Был у нас еще вот такой прикорм. Через нас на шахты шел порожняк, а в деревнях угля кузнечного не было – плуги варить было не на чем. Есть антрацит уголь, а есть еще другой – кузнечный. А вагоны, когда шли с углем и их выгружали, выметали так чисто, как дома, в квартире. Ничего там не оставалось. Из деревень бригадиры ходили на станцию. А ведь посевная подходит. Плуги и бороны надо ковать. А угля нигде не было. А нам, маленьким, показали, как его раздобыть.

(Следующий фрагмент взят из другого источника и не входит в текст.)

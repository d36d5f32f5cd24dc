//! Object streams (`/Type /ObjStm`).
//!
//! An object stream packs several objects into one (usually compressed)
//! stream:
//!
//! ```text
//! 12 0 obj
//! << /Type /ObjStm /N 2 /First 10 /Filter /FlateDecode >>
//! stream
//! 10 0 11 15          % (object number, offset from /First) pairs
//! << /Type /Page >>   % object 10
//! [1 2 3]             % object 11
//! endstream
//! ```
//!
//! Members carry no `obj`/`endobj` wrapper and always have generation 0.

use crate::decoders::DecodeOptions;
use crate::error::{Error, Result};
use crate::lexer::{token, Token};
use crate::object::Object;
use crate::parser::parse_object_limited;

/// Upper bound on `/N`.
const MAX_MEMBERS: i64 = 1_000_000;

/// Parse an object stream into `(object number, object)` pairs, in the
/// order the stream lists them.
///
/// A member that fails to parse is skipped with a warning.
pub fn parse_object_stream(
    stream: &Object,
    options: &DecodeOptions,
    max_nesting: usize,
) -> Result<Vec<(u32, Object)>> {
    let dict = match stream {
        Object::Stream { dict, .. } => dict,
        other => {
            return Err(Error::InvalidObjectType {
                expected: "Stream".to_string(),
                found: other.type_name().to_string(),
            })
        },
    };
    if stream.dict_type().is_some_and(|t| t != "ObjStm") {
        return Err(Error::parse(0, "expected /Type /ObjStm"));
    }

    let n = dict
        .get("N")
        .and_then(Object::as_integer)
        .ok_or_else(|| Error::parse(0, "object stream missing /N"))?;
    let first = dict
        .get("First")
        .and_then(Object::as_integer)
        .ok_or_else(|| Error::parse(0, "object stream missing /First"))?;
    if !(0..=MAX_MEMBERS).contains(&n) || first < 0 {
        return Err(Error::parse(0, format!("invalid object stream /N {} /First {}", n, first)));
    }
    let (n, first) = (n as usize, first as usize);

    let decoded = stream.decode_stream_data_with(options)?;
    if decoded.len() < first {
        return Err(Error::parse(
            0,
            format!("object stream holds {} bytes, /First is {}", decoded.len(), first),
        ));
    }

    let pairs = parse_offset_pairs(&decoded[..first], n)?;
    let body = &decoded[first..];
    let mut members = Vec::with_capacity(pairs.len());

    for (id, offset) in pairs {
        let Some(input) = body.get(offset..) else {
            log::warn!("object {} offset {} lies outside its object stream", id, offset);
            continue;
        };
        match parse_object_limited(input, max_nesting) {
            Ok((_, obj)) => members.push((id, obj)),
            Err(e) => log::warn!("skipping unparsable object {} in object stream: {:?}", id, e),
        }
    }

    Ok(members)
}

fn parse_offset_pairs(data: &[u8], count: usize) -> Result<Vec<(u32, usize)>> {
    let mut pairs = Vec::with_capacity(count);
    let mut rest = data;
    for i in 0..count {
        let (after_id, id) = match token(rest) {
            Ok((r, Token::Integer(v))) => (r, v),
            _ => return Err(Error::parse(0, format!("bad object number in pair {}", i))),
        };
        let (after_offset, offset) = match token(after_id) {
            Ok((r, Token::Integer(v))) => (r, v),
            _ => return Err(Error::parse(0, format!("bad offset in pair {}", i))),
        };
        let (Ok(id), Ok(offset)) = (u32::try_from(id), usize::try_from(offset)) else {
            return Err(Error::parse(0, format!("pair {} out of range", i)));
        };
        pairs.push((id, offset));
        rest = after_offset;
    }
    Ok(pairs)
}

#[cfg(test)]
mod tests {
    use super::*;
    use crate::object::dict;
    use crate::parser::DEFAULT_MAX_NESTING;

    fn objstm(n: i64, first: i64, body: &[u8]) -> Object {
        Object::stream(
            dict([
                ("Type", Object::name("ObjStm")),
                ("N", Object::Integer(n)),
                ("First", Object::Integer(first)),
            ]),
            body.to_vec(),
        )
    }

    #[test]
    fn test_parse_object_stream_basic() {
        let pairs = b"10 0 11 18 ";
        let mut body = pairs.to_vec();
        body.extend_from_slice(b"<< /Type /Page >> [1 2 3]");
        let stream = objstm(2, pairs.len() as i64, &body);

        let members = parse_object_stream(&stream, &DecodeOptions::default(), DEFAULT_MAX_NESTING).unwrap();
        assert_eq!(members.len(), 2);
        assert_eq!(members[0].0, 10);
        assert_eq!(members[0].1.dict_type(), Some("Page"));
        assert_eq!(members[1].0, 11);
        assert_eq!(members[1].1.as_array().map(Vec::len), Some(3));
    }

    #[test]
    fn test_parse_object_stream_not_stream() {
        let result = parse_object_stream(&Object::Null, &DecodeOptions::default(), DEFAULT_MAX_NESTING);
        assert!(matches!(result, Err(Error::InvalidObjectType { .. })));
    }

    #[test]
    fn test_parse_object_stream_missing_n() {
        let stream = Object::stream(dict([("First", Object::Integer(0))]), Vec::new());
        let err = parse_object_stream(&stream, &DecodeOptions::default(), DEFAULT_MAX_NESTING).unwrap_err();
        assert!(err.is_parse_error());
    }

    #[test]
    fn test_parse_object_stream_data_too_short() {
        let stream = objstm(1, 100, b"1 0");
        assert!(parse_object_stream(&stream, &DecodeOptions::default(), DEFAULT_MAX_NESTING).is_err());
    }

    #[test]
    fn test_member_offset_out_of_range_is_skipped() {
        let stream = objstm(2, 9, b"1 0 2 99 (one)");
        let members = parse_object_stream(&stream, &DecodeOptions::default(), DEFAULT_MAX_NESTING).unwrap();
        assert_eq!(members, vec![(1, Object::String(b"one".to_vec()))]);
    }
}
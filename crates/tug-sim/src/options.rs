//! Run configuration.

use tug_core::Minutes;

use crate::{SimError, SimResult};

/// Help (auxiliary fleet) settings.  Only used when help tugs are supplied
/// to the builder.
#[derive(Clone, Debug, PartialEq)]
#[cfg_attr(feature = "serde", derive(serde::Serialize, serde::Deserialize), serde(default))]
pub struct HelpConfig {
    /// Chance that a help request in a dispatch round goes unanswered.
    pub failure_prob: f64,
    /// Help is called only when the own fleet's best wait exceeds this.
    pub threshold:    Minutes,
}

impl Default for HelpConfig {
    fn default() -> Self {
        Self { failure_prob: 0.1, threshold: 60 }
    }
}

/// Global simulation parameters.
///
/// Every field has a default; a JSON options file only needs the fields it
/// changes.
#[derive(Clone, Debug, PartialEq)]
#[cfg_attr(feature = "serde", derive(serde::Serialize, serde::Deserialize), serde(default))]
pub struct SimOptions {
    /// Jobs become visible to dispatch this long before their scheduled start.
    pub window:                Minutes,
    /// Master RNG seed.  All per-job streams derive from it.
    pub seed:                  u64,
    /// Cruising speed; overrides the speed the port services were built with.
    pub tug_speed_knots:       f64,
    pub help:                  HelpConfig,
    /// Minimum size of the duty pool before off-duty tugs are called in.
    pub duty_floor:            usize,
    /// How far a job whose Confirm found it unstaffed is pushed back.
    pub retry_interval:        Minutes,
    /// Consecutive deferrals of one job before the run gives up.
    pub max_deferrals:         u32,
    /// An unstaffed job's Confirm further ahead than this wakes the scheduler.
    pub stall_gap:             Minutes,
    /// Where the stall guard puts its Routine event, after now.
    pub routine_offset:        Minutes,
    /// Start delays up to this keep the job's tugs.
    pub start_delay_tolerance: Minutes,
}

impl Default for SimOptions {
    fn default() -> Self {
        Self {
            window:                60,
            seed:                  0,
            tug_speed_knots:       8.0,
            help:                  HelpConfig::default(),
            duty_floor:            3,
            retry_interval:        10,
            max_deferrals:         288,
            stall_gap:             60,
            routine_offset:        60,
            start_delay_tolerance: 30,
        }
    }
}

impl SimOptions {
    pub fn with_seed(mut self, seed: u64) -> Self {
        self.seed = seed;
        self
    }

    pub fn validate(&self) -> SimResult<()> {
        let fail = |msg: &str| Err(SimError::Config(msg.to_string()));
        if self.window < 0 {
            return fail("window must not be negative");
        }
        if self.tug_speed_knots.is_nan() || self.tug_speed_knots <= 0.0 {
            return fail("tug speed must be positive");
        }
        if !(0.0..=1.0).contains(&self.help.failure_prob) {
            return fail("help failure probability must lie in [0, 1]");
        }
        if self.retry_interval <= 0 {
            return fail("retry interval must be positive");
        }
        if self.routine_offset <= 0 {
            return fail("routine offset must be positive");
        }
        if self.max_deferrals == 0 {
            return fail("max deferrals must be at least 1");
        }
        Ok(())
    }
}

Мы и принесли в первый раз, помню, кокс, который легко пережигается, потом нашли сам антрацит, а потом и кузнечный уголь нас распознавать научили: он отличается тем, что более темный. Он хорошо горит, жар держит. Только поезд останавливается – мы сразу в рессоры. В рессорах там уголь насыпан. Мы в карманы набираем. А ручки-то маленькие… Много собрать не успеешь. В карманчик наберешь небольшой мешочек уголька, приходят просят: «Нет ли у вас уголька?» А за этот мешочек уголька давали мешочек зерна. Так целый год и пережили. Они уже привыкли задешево брать, а мама, бывало, пойдет в дальние колхозы – договаривается, кому нужен уголь. Приезжают. Мама дает угля, они нам отвешивают зерно, тогда побольше получалось.
В войну мы сами мололи зерно, для этого сами делали мельницы. Пилили деревья, большие, сковывали обручами. А потом набирали чугуны, кололи на мелкие кусочки и забивали эти осколочки чугунков в деревянные жернова – и в верхнюю часть, и в нижнюю. В центре стояла специальная штучка-насадка, и на нее надевалась верхняя крышка, которую надо было вращать, и она наверху молола. Чтобы конструкция не разбалтывалась, заделывали ее металлом. И мололи. Час помелешь, смотришь – банки две трехлитровые намелется. Когда захочешь, чтобы мама приготовила блинчиков, – мололи.
А так обычно – картошка на столе. А когда картошки, случалось, не было, голодали. Война. Да и холодно. А когда холодно, есть больше хочется. Весной ходили босиком по проталинам, обуви-то тогда никакой не было, так что по колено в холоднющей грязи… Ходили по полям, собирали гнилую картошку. А из нее крахмал очень хороший. Мама мыла всю эту гнилую картошку. Сразу ставила на конфорку, разжигали печку и прямо там лепешечки делала. Раз-два – перевернет, и ели так, что за ушами трещало.